# What is being asked:
Treat the line containing "fn run(command: &Command, config: &DashConfig)" as the last one, and return every line exactly from the first line of the material below up to it.
.....
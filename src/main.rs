use anyhow::Context;
use chrono::{Datelike, Local, Timelike};
use clap::Parser;
use vibe_dash::config::{cli::Command, LogFormat, OutputFormat};
use vibe_dash::core::{dashboard, stylesheet};
use vibe_dash::utils::{logger, validation::Validate};
use vibe_dash::{CliArgs, Dashboard, DashboardFeeds, DashConfig, DashError, FeedLoader, LocalStorage, SceneInputs};

fn main() -> anyhow::Result<()> {
    let args = CliArgs::parse();

    let mut config = match &args.config {
        Some(path) => match DashConfig::from_file(path) {
            Ok(config) => config,
            Err(e) => {
                eprintln!("❌ Failed to load config file '{}': {}", path.display(), e);
                eprintln!("💡 {}", e.recovery_suggestion());
                std::process::exit(1);
            }
        },
        None => DashConfig::default(),
    };
    args.apply_overrides(&mut config);

    match config.logging.format {
        LogFormat::Compact => logger::init_cli_logger(args.verbose),
        LogFormat::Json => logger::init_json_logger(args.verbose),
    }

    tracing::info!("Starting vibe-dash");
    if args.verbose {
        tracing::debug!("Configuration: {:?}", config);
    }

    if let Err(e) = config.validate() {
        report(&e);
        std::process::exit(1);
    }

    if let Err(e) = run(&args.command, &config) {
        match e.downcast_ref::<DashError>() {
            Some(dash_error) => report(dash_error),
            None => eprintln!("❌ {:#}", e),
        }
        std::process::exit(1);
    }

    Ok(())
}

fn run(command: &Command, config: &DashConfig) -> anyhow::Result<()> {
    let deriver = dashboard::theme_deriver(config)?;

    match command {
        Command::Theme {
            hour,
            month,
            day_of_year,
            temperature,
            condition,
            format,
        } => {
            let now = Local::now();
            let inputs = SceneInputs::new(
                hour.unwrap_or(now.hour() as i32),
                month.unwrap_or(now.month() as i32),
                day_of_year.unwrap_or(now.ordinal() as i32),
                temperature.as_str(),
                condition.as_str(),
            );
            let bundle = deriver.derive(&inputs);
            tracing::info!("Theme '{}' ({})", bundle.theme.resolved_key, bundle.theme.vibe);

            match format {
                OutputFormat::Css => print!("{}", stylesheet::render(&bundle)),
                OutputFormat::Json => println!(
                    "{}",
                    serde_json::to_string_pretty(&bundle).context("serializing style bundle")?
                ),
            }
        }
        Command::Feeds => {
            let loader = FeedLoader::new(LocalStorage::new(config.base_dir()));
            let feeds = DashboardFeeds::load(&loader, config);
            for entry in feeds.provenance() {
                let location = entry
                    .path
                    .as_ref()
                    .map(|p| p.display().to_string())
                    .unwrap_or_else(|| "-".to_string());
                println!(
                    "{} {:<14} {:<9} {}",
                    if entry.ok { "✅" } else { "⚠️ " },
                    entry.name,
                    entry.source,
                    location
                );
            }
            let status = feeds.automation_status();
            println!(
                "Automation: {}/{} runs succeeded ({}%)",
                status.succeeded, status.total, status.success_rate
            );
        }
        Command::Bundle { format } => {
            let loader = FeedLoader::new(LocalStorage::new(config.base_dir()));
            let feeds = DashboardFeeds::load(&loader, config);
            let dashboard = Dashboard::compose(feeds, &deriver, &Local::now());

            match format {
                OutputFormat::Css => print!("{}", stylesheet::render(&dashboard.style)),
                OutputFormat::Json => println!(
                    "{}",
                    serde_json::to_string_pretty(&dashboard).context("serializing dashboard")?
                ),
            }
        }
    }

    Ok(())
}

fn report(e: &DashError) {
    tracing::error!("❌ {}", e);
    tracing::error!("💡 Suggestion: {}", e.recovery_suggestion());
    eprintln!("❌ {}", e.user_friendly_message());
    eprintln!("💡 {}", e.recovery_suggestion());
}
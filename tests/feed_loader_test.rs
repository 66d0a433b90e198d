use serde::Deserialize;
use std::fs;
use std::path::Path;
use tempfile::TempDir;
use vibe_dash::domain::model::WeatherReport;
use vibe_dash::{FeedDescriptor, FeedLoader, FeedSource, LocalStorage};

#[derive(Debug, Clone, PartialEq, Deserialize)]
struct Counter {
    count: u32,
}

fn write(dir: &Path, name: &str, content: &str) {
    let path = dir.join(name);
    if let Some(parent) = path.parent() {
        fs::create_dir_all(parent).unwrap();
    }
    fs::write(path, content).unwrap();
}

fn backups_of(dir: &Path, file_name: &str) -> Vec<String> {
    let prefix = format!("{}.corrupted.", file_name);
    fs::read_dir(dir)
        .unwrap()
        .filter_map(|entry| entry.ok())
        .map(|entry| entry.file_name().to_string_lossy().into_owned())
        .filter(|name| name.starts_with(&prefix))
        .collect()
}

#[test]
fn test_all_candidates_absent_returns_default() {
    let temp_dir = TempDir::new().unwrap();
    let loader = FeedLoader::new(LocalStorage::new(temp_dir.path()));
    let descriptor = FeedDescriptor::new("counter", "data/counter.json", Counter { count: 7 })
        .with_fallback("counter.json")
        .with_fallback("backup/counter.json");

    let result = loader.load(&descriptor);

    assert_eq!(result.value, Counter { count: 7 });
    assert_eq!(result.source, FeedSource::Default);
    assert!(!result.ok);
    assert!(result.is_default());
    assert_eq!(result.path, None);
}

#[test]
fn test_valid_primary_wins_over_fallbacks() {
    let temp_dir = TempDir::new().unwrap();
    write(temp_dir.path(), "data/counter.json", r#"{"count": 1}"#);
    write(temp_dir.path(), "counter.json", r#"{"count": 2}"#);

    let loader = FeedLoader::new(LocalStorage::new(temp_dir.path()));
    let descriptor = FeedDescriptor::new("counter", "data/counter.json", Counter { count: 0 })
        .with_fallback("counter.json");

    let result = loader.load(&descriptor);

    assert_eq!(result.value, Counter { count: 1 });
    assert_eq!(result.source, FeedSource::Primary);
    assert!(result.ok);
    assert_eq!(result.path.as_deref(), Some(Path::new("data/counter.json")));
}

#[test]
fn test_missing_primary_uses_fallback_without_backup() {
    let temp_dir = TempDir::new().unwrap();
    write(temp_dir.path(), "counter.json", r#"{"count": 2}"#);

    let loader = FeedLoader::new(LocalStorage::new(temp_dir.path()));
    let descriptor = FeedDescriptor::new("counter", "data/counter.json", Counter { count: 0 })
        .with_fallback("counter.json");

    let result = loader.load(&descriptor);

    assert_eq!(result.value, Counter { count: 2 });
    assert_eq!(result.source, FeedSource::Fallback);
    assert!(backups_of(temp_dir.path(), "counter.json").is_empty());
}

#[test]
fn test_malformed_primary_falls_back_and_is_backed_up() {
    let temp_dir = TempDir::new().unwrap();
    let corrupted = "{\n  \"count\": 1,\n  oops\n}";
    write(temp_dir.path(), "data/counter.json", corrupted);
    write(temp_dir.path(), "counter.json", r#"{"count": 2}"#);

    let loader = FeedLoader::new(LocalStorage::new(temp_dir.path()));
    let descriptor = FeedDescriptor::new("counter", "data/counter.json", Counter { count: 0 })
        .with_fallback("counter.json");

    let result = loader.load(&descriptor);

    assert_eq!(result.value, Counter { count: 2 });
    assert_eq!(result.source, FeedSource::Fallback);
    assert!(result.ok);

    let backups = backups_of(&temp_dir.path().join("data"), "counter.json");
    assert_eq!(backups.len(), 1);
    let backup = fs::read_to_string(temp_dir.path().join("data").join(&backups[0])).unwrap();
    assert_eq!(backup, corrupted);
    // the corrupted file itself stays in place
    assert!(temp_dir.path().join("data/counter.json").exists());
}

#[test]
fn test_every_candidate_malformed_returns_default() {
    let temp_dir = TempDir::new().unwrap();
    write(temp_dir.path(), "a.json", "not json");
    write(temp_dir.path(), "b.json", "[1, 2");

    let loader = FeedLoader::new(LocalStorage::new(temp_dir.path()));
    let descriptor =
        FeedDescriptor::new("counter", "a.json", Counter { count: 9 }).with_fallback("b.json");

    let result = loader.load(&descriptor);

    assert_eq!(result.value, Counter { count: 9 });
    assert_eq!(result.source, FeedSource::Default);
    assert_eq!(backups_of(temp_dir.path(), "a.json").len(), 1);
    assert_eq!(backups_of(temp_dir.path(), "b.json").len(), 1);
}

#[test]
fn test_repeated_failures_get_distinct_backups() {
    let temp_dir = TempDir::new().unwrap();
    write(temp_dir.path(), "counter.json", "{");

    let loader = FeedLoader::new(LocalStorage::new(temp_dir.path()));
    let descriptor = FeedDescriptor::new("counter", "counter.json", Counter { count: 0 });

    for _ in 0..3 {
        assert!(loader.load(&descriptor).is_default());
    }
    assert_eq!(backups_of(temp_dir.path(), "counter.json").len(), 3);
}

#[test]
fn test_weather_feed_with_partial_document() {
    let temp_dir = TempDir::new().unwrap();
    write(
        temp_dir.path(),
        "data/weather.json",
        r#"{"temperature": "64", "condition": "Overcast", "location": "Brooklyn, NY"}"#,
    );

    let loader = FeedLoader::new(LocalStorage::new(temp_dir.path()));
    let descriptor =
        FeedDescriptor::new("weather", "data/weather.json", WeatherReport::default());

    let result = loader.load(&descriptor);

    assert_eq!(result.source, FeedSource::Primary);
    assert_eq!(result.value.condition.as_deref(), Some("Overcast"));
    assert_eq!(result.value.location_or_default(), "Brooklyn, NY");
    assert_eq!(result.value.humidity, None);
}
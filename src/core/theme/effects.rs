use super::scene::{Season, TimeOfDay, WeatherMood};
use serde::Serialize;

#[derive(Debug, Clone, Copy, PartialEq, Eq, Serialize)]
#[serde(rename_all = "camelCase")]
pub struct SeasonalAccents {
    pub primary: &'static str,
    pub secondary: &'static str,
    pub accent: &'static str,
}

impl SeasonalAccents {
    /// Fixed per season; does not depend on the resolved palette.
    pub fn for_season(season: Season) -> Self {
        let (primary, secondary, accent) = match season {
            Season::Winter => ("#6ba3d1", "#5088b8", "#85b8db"),
            Season::Spring => ("#5dbf8f", "#4aa378", "#75d1a3"),
            Season::Summer => ("#ffa94d", "#ff8c42", "#ffb366"),
            Season::Fall => ("#d4835c", "#a85e3a", "#e69d75"),
        };
        Self {
            primary,
            secondary,
            accent,
        }
    }

    pub fn css_variables(&self) -> String {
        format!(
            "--seasonal-primary: {};\n  --seasonal-secondary: {};\n  --seasonal-accent: {};",
            self.primary, self.secondary, self.accent
        )
    }
}

/// Background declaration for the full-page `body::before` layer.
///
/// Precedence is its own: rainy nights, then snow, then evening, then early
/// morning. It does not follow the palette cascade.
pub fn atmospheric_overlay(time_of_day: TimeOfDay, weather_mood: WeatherMood) -> &'static str {
    match (time_of_day, weather_mood) {
        (TimeOfDay::Night, WeatherMood::Rainy) => {
            "background:
    radial-gradient(circle at 30% 20%, rgba(255, 169, 77, 0.08) 0%, transparent 40%),
    radial-gradient(circle at 70% 60%, rgba(108, 143, 201, 0.12) 0%, transparent 50%);"
        }
        (_, WeatherMood::Snowy) => {
            "background:
    radial-gradient(circle at 40% 30%, rgba(168, 216, 240, 0.15) 0%, transparent 50%),
    radial-gradient(circle at 60% 70%, rgba(255, 255, 255, 0.1) 0%, transparent 50%);"
        }
        (TimeOfDay::Evening, _) => {
            "background:
    radial-gradient(circle at 20% 20%, rgba(255, 140, 66, 0.15) 0%, transparent 50%),
    radial-gradient(circle at 80% 80%, rgba(230, 126, 34, 0.1) 0%, transparent 50%);"
        }
        (TimeOfDay::EarlyMorning, _) => {
            "background:
    radial-gradient(circle at 50% 10%, rgba(255, 236, 209, 0.2) 0%, transparent 60%);"
        }
        _ => "background: transparent;",
    }
}

/// Decorative `.content::before` rule. Only rain and snow have one.
pub fn weather_effect(weather_mood: WeatherMood) -> &'static str {
    match weather_mood {
        WeatherMood::Rainy => {
            "/* Rain effect pattern */
.content::before {
  content: '';
  position: absolute;
  top: 0;
  left: 0;
  right: 0;
  bottom: 0;
  background-image: linear-gradient(transparent 50%, rgba(74, 95, 127, 0.03) 50%);
  background-size: 100% 4px;
  pointer-events: none;
  opacity: 0.5;
}"
        }
        WeatherMood::Snowy => {
            "/* Snow effect shimmer */
.content::before {
  content: '';
  position: absolute;
  top: 0;
  left: 0;
  right: 0;
  bottom: 0;
  background-image:
    radial-gradient(circle, rgba(255, 255, 255, 0.1) 1px, transparent 1px);
  background-size: 50px 50px;
  pointer-events: none;
  opacity: 0.3;
}"
        }
        WeatherMood::Cloudy
        | WeatherMood::Sunny
        | WeatherMood::Hot
        | WeatherMood::Cold
        | WeatherMood::Neutral => "",
    }
}
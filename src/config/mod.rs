#[cfg(feature = "cli")]
pub mod cli;
pub mod toml_config;

#[cfg(feature = "cli")]
pub use cli::{CliArgs, Command, OutputFormat};
pub use toml_config::{DashConfig, FeedPaths, FeedsConfig, LogFormat};
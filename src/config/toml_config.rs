use crate::core::feed_loader::FeedDescriptor;
use crate::utils::error::{DashError, Result};
use crate::utils::validation::{validate_non_empty_string, validate_path, Validate};
use regex::Regex;
use serde::{Deserialize, Serialize};
use std::path::{Path, PathBuf};

#[derive(Debug, Clone, Default, PartialEq, Serialize, Deserialize)]
#[serde(default)]
pub struct DashConfig {
    /// Directory every feed path is resolved against.
    pub base_dir: Option<String>,
    pub feeds: FeedsConfig,
    pub legacy: LegacyConfig,
    pub theme: ThemeConfig,
    pub logging: LoggingConfig,
}

#[derive(Debug, Clone, PartialEq, Serialize, Deserialize)]
#[serde(default)]
pub struct FeedsConfig {
    pub weather: FeedPaths,
    pub news: FeedPaths,
    pub prices: FeedPaths,
    pub curated: FeedPaths,
    pub community: FeedPaths,
    pub workflow_runs: FeedPaths,
}

impl Default for FeedsConfig {
    fn default() -> Self {
        Self {
            weather: FeedPaths::new("data/weather.json", &["weather.json"]),
            news: FeedPaths::new("data/nytimes.json", &[]),
            prices: FeedPaths::new("data/crypto-prices.json", &[]),
            curated: FeedPaths::new("data/glif.json", &[]),
            community: FeedPaths::new("data/rhizome.json", &[]),
            workflow_runs: FeedPaths::new("workflow_runs.json", &[]),
        }
    }
}

#[derive(Debug, Clone, PartialEq, Serialize, Deserialize)]
pub struct FeedPaths {
    pub primary: String,
    #[serde(default)]
    pub fallbacks: Vec<String>,
}

impl FeedPaths {
    pub fn new(primary: &str, fallbacks: &[&str]) -> Self {
        Self {
            primary: primary.to_string(),
            fallbacks: fallbacks.iter().map(|p| p.to_string()).collect(),
        }
    }

    pub fn descriptor<T>(&self, name: &str, default_value: T) -> FeedDescriptor<T> {
        FeedDescriptor::new(name, &self.primary, default_value).with_fallbacks(&self.fallbacks)
    }

    fn validate_as(&self, field: &str) -> Result<()> {
        validate_path(&format!("{}.primary", field), &self.primary)?;
        for (i, fallback) in self.fallbacks.iter().enumerate() {
            validate_path(&format!("{}.fallbacks[{}]", field, i), fallback)?;
        }
        Ok(())
    }
}

#[derive(Debug, Clone, PartialEq, Serialize, Deserialize)]
#[serde(default)]
pub struct LegacyConfig {
    /// Set to `false` once no producer writes the old single-file layout.
    pub enabled: bool,
    pub path: String,
}

impl Default for LegacyConfig {
    fn default() -> Self {
        Self {
            enabled: true,
            path: "data.json".to_string(),
        }
    }
}

#[derive(Debug, Clone, Default, PartialEq, Serialize, Deserialize)]
#[serde(default)]
pub struct ThemeConfig {
    /// JSON theme table replacing the built-in palettes.
    pub table: Option<String>,
}

#[derive(Debug, Clone, Copy, Default, PartialEq, Eq, Serialize, Deserialize)]
#[serde(rename_all = "lowercase")]
pub enum LogFormat {
    #[default]
    Compact,
    Json,
}

#[derive(Debug, Clone, Default, PartialEq, Serialize, Deserialize)]
#[serde(default)]
pub struct LoggingConfig {
    pub format: LogFormat,
}

impl DashConfig {
    /// Reads and parses a TOML configuration file.
    pub fn from_file<P: AsRef<Path>>(path: P) -> Result<Self> {
        let content = std::fs::read_to_string(&path)?;
        Self::from_toml_str(&content)
    }

    pub fn from_toml_str(content: &str) -> Result<Self> {
        let processed_content = Self::substitute_env_vars(content)?;
        Ok(toml::from_str(&processed_content)?)
    }

    /// Replaces `${VAR}` with the environment value; unknown names are kept.
    fn substitute_env_vars(content: &str) -> Result<String> {
        let re = Regex::new(r"\$\{([^}]+)\}").map_err(|e| DashError::ConfigError {
            message: format!("env substitution pattern: {}", e),
        })?;

        let result = re.replace_all(content, |caps: &regex::Captures| {
            let var_name = &caps[1];
            std::env::var(var_name).unwrap_or_else(|_| format!("${{{}}}", var_name))
        });

        Ok(result.to_string())
    }

    pub fn base_dir(&self) -> PathBuf {
        PathBuf::from(self.base_dir.as_deref().unwrap_or("."))
    }

    pub fn legacy_path(&self) -> Option<&str> {
        self.legacy.enabled.then_some(self.legacy.path.as_str())
    }
}

impl Validate for DashConfig {
    fn validate(&self) -> Result<()> {
        if let Some(base_dir) = &self.base_dir {
            validate_path("base_dir", base_dir)?;
        }

        let feeds = &self.feeds;
        feeds.weather.validate_as("feeds.weather")?;
        feeds.news.validate_as("feeds.news")?;
        feeds.prices.validate_as("feeds.prices")?;
        feeds.curated.validate_as("feeds.curated")?;
        feeds.community.validate_as("feeds.community")?;
        feeds.workflow_runs.validate_as("feeds.workflow_runs")?;

        if self.legacy.enabled {
            validate_path("legacy.path", &self.legacy.path)?;
        }
        if let Some(table) = &self.theme.table {
            validate_non_empty_string("theme.table", table)?;
            validate_path("theme.table", table)?;
        }
        Ok(())
    }
}

#[cfg(test)]
mod tests {
    use super::*;
    use std::io::Write;
    use tempfile::NamedTempFile;

    #[test]
    fn test_empty_config_uses_reference_layout() {
        let config = DashConfig::from_toml_str("").unwrap();
        assert_eq!(config, DashConfig::default());
        assert_eq!(config.feeds.weather.primary, "data/weather.json");
        assert_eq!(config.feeds.weather.fallbacks, vec!["weather.json"]);
        assert_eq!(config.legacy_path(), Some("data.json"));
        assert_eq!(config.logging.format, LogFormat::Compact);
        assert!(config.validate().is_ok());
    }

    #[test]
    fn test_parse_partial_overrides() {
        let toml_content = r#"
base_dir = "/srv/dash"

[feeds.news]
primary = "feeds/headlines.json"
fallbacks = ["cache/headlines.json"]

[legacy]
enabled = false

[theme]
table = "themes/custom.json"

[logging]
format = "json"
"#;

        let config = DashConfig::from_toml_str(toml_content).unwrap();
        assert_eq!(config.base_dir(), PathBuf::from("/srv/dash"));
        assert_eq!(config.feeds.news.fallbacks, vec!["cache/headlines.json"]);
        // untouched feeds keep their defaults
        assert_eq!(config.feeds.prices.primary, "data/crypto-prices.json");
        assert_eq!(config.legacy_path(), None);
        assert_eq!(config.theme.table.as_deref(), Some("themes/custom.json"));
        assert_eq!(config.logging.format, LogFormat::Json);
    }

    #[test]
    fn test_env_var_substitution() {
        std::env::set_var("VIBE_DASH_TEST_DATA_DIR", "/tmp/feeds");

        let toml_content = r#"
[feeds.weather]
primary = "${VIBE_DASH_TEST_DATA_DIR}/weather.json"
fallbacks = ["${VIBE_DASH_TEST_UNSET}/weather.json"]
"#;

        let config = DashConfig::from_toml_str(toml_content).unwrap();
        assert_eq!(config.feeds.weather.primary, "/tmp/feeds/weather.json");
        assert_eq!(
            config.feeds.weather.fallbacks,
            vec!["${VIBE_DASH_TEST_UNSET}/weather.json"]
        );

        std::env::remove_var("VIBE_DASH_TEST_DATA_DIR");
    }

    #[test]
    fn test_config_validation() {
        let toml_content = r#"
[feeds.community]
primary = ""
"#;
        let config = DashConfig::from_toml_str(toml_content).unwrap();
        let err = config.validate().unwrap_err();
        assert!(err.to_string().contains("feeds.community.primary"));
    }

    #[test]
    fn test_invalid_toml() {
        let err = DashConfig::from_toml_str("[feeds.weather\nprimary = 1").unwrap_err();
        assert!(matches!(err, DashError::TomlError(_)));
    }

    #[test]
    fn test_config_from_file() {
        let mut temp_file = NamedTempFile::new().unwrap();
        temp_file
            .write_all(b"[feeds.workflow_runs]\nprimary = \"runs/latest.json\"\n")
            .unwrap();

        let config = DashConfig::from_file(temp_file.path()).unwrap();
        assert_eq!(config.feeds.workflow_runs.primary, "runs/latest.json");
    }

    #[test]
    fn test_descriptor_from_paths() {
        let descriptor = FeedsConfig::default().weather.descriptor("weather", 0u8);
        assert_eq!(descriptor.primary_path, PathBuf::from("data/weather.json"));
        assert_eq!(descriptor.fallback_paths, vec![PathBuf::from("weather.json")]);
    }
}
.....
# Result for this exercise:
filename src/main.rs
use anyhow::Context;
use chrono::{Datelike, Local, Timelike};
use clap::Parser;
use vibe_dash::config::{cli::Command, LogFormat, OutputFormat};
use vibe_dash::core::{dashboard, stylesheet};
use vibe_dash::utils::{logger, validation::Validate};
use vibe_dash::{CliArgs, Dashboard, DashboardFeeds, DashConfig, DashError, FeedLoader, LocalStorage, SceneInputs};

fn main() -> anyhow::Result<()> {
    let args = CliArgs::parse();

    let mut config = match &args.config {
        Some(path) => match DashConfig::from_file(path) {
            Ok(config) => config,
            Err(e) => {
                eprintln!("❌ Failed to load config file '{}': {}", path.display(), e);
                eprintln!("💡 {}", e.recovery_suggestion());
                std::process::exit(1);
            }
        },
        None => DashConfig::default(),
    };
    args.apply_overrides(&mut config);

    match config.logging.format {
        LogFormat::Compact => logger::init_cli_logger(args.verbose),
        LogFormat::Json => logger::init_json_logger(args.verbose),
    }

    tracing::info!("Starting vibe-dash");
    if args.verbose {
        tracing::debug!("Configuration: {:?}", config);
    }

    if let Err(e) = config.validate() {
        report(&e);
        std::process::exit(1);
    }

    if let Err(e) = run(&args.command, &config) {
        match e.downcast_ref::<DashError>() {
            Some(dash_error) => report(dash_error),
            None => eprintln!("❌ {:#}", e),
        }
        std::process::exit(1);
    }

    Ok(())
}

fn run(command: &Command, config: &DashConfig) -> anyhow::Result<()> {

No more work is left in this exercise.